— AIM OF THE EXERCISE —
What is needed is an exact transcription of every record.

— INFORMATION —
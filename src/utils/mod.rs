//! Shared helpers: timestamp handling and logging/progress output.

pub mod date;
pub mod logging;

/// Default number of rows per record batch when reading CSV input
pub const DEFAULT_BATCH_SIZE: usize = 16384;
//! Exploratory analysis of medical appointment no-shows.
//!
//! Loads an appointment table (CSV or Parquet) into typed records, cleans
//! known data-entry errors, derives waiting time and weekday, and answers a
//! fixed set of questions about who misses appointments with contingency
//! tables, significance tests and charts.

pub mod algorithm;
pub mod analysis;
pub mod cleaning;
pub mod config;
pub mod error;
pub mod loader;
pub mod models;
pub mod pipeline;
pub mod plot;
pub mod report;
pub mod schema;
pub mod utils;

// Core types
pub use config::{AnalysisConfig, ExportFormat};
pub use error::{NoShowError, Result};
pub use models::{Appointment, AppointmentStatus, Gender, HealthFlag, RawAppointment};

// Pipeline stages
pub use analysis::{AnalysisReport, analyze};
pub use cleaning::{Cleaner, CleaningReport, RowFilter, clean};
pub use loader::load_appointments;
pub use pipeline::{RunOutput, run};

// Statistics
pub use algorithm::{ChiSquareResult, ContingencyTable, TTestResult, chi2_contingency, ttest_ind};

// Arrow types
pub use arrow::record_batch::RecordBatch;
pub use utils::DEFAULT_BATCH_SIZE;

— WRITTEN RESPONSE —
filename src/utils/mod.rs
//! Shared helpers: timestamp handling and logging/progress output.

pub mod date;
pub mod logging;

/// Default number of rows per record batch when reading CSV input
pub const DEFAULT_BATCH_SIZE: usize = 16384;
//! Exploratory analysis of medical appointment no-shows.
//!
//! Loads an appointment table (CSV or Parquet) into typed records, cleans
//! known data-entry errors, derives waiting time and weekday, and answers a
//! fixed set of questions about who misses appointments with contingency
//! tables, significance tests and charts.

pub mod algorithm;
pub mod analysis;
pub mod cleaning;
pub mod config;
pub mod error;
pub mod loader;
pub mod models;
pub mod pipeline;
pub mod plot;
pub mod report;
pub mod schema;
pub mod utils;

// Core types
pub use config::{AnalysisConfig, ExportFormat};
pub use error::{NoShowError, Result};
pub use models::{Appointment, AppointmentStatus, Gender, HealthFlag, RawAppointment};

// Pipeline stages
pub use analysis::{AnalysisReport, analyze};
pub use cleaning::{Cleaner, CleaningReport, RowFilter, clean};
pub use loader::load_appointments;
pub use pipeline::{RunOutput, run};

// Statistics
pub use algorithm::{ChiSquareResult, ContingencyTable, TTestResult, chi2_contingency, ttest_ind};

// Arrow types
pub use arrow::record_batch::RecordBatch;
pub use utils::DEFAULT_BATCH_SIZE;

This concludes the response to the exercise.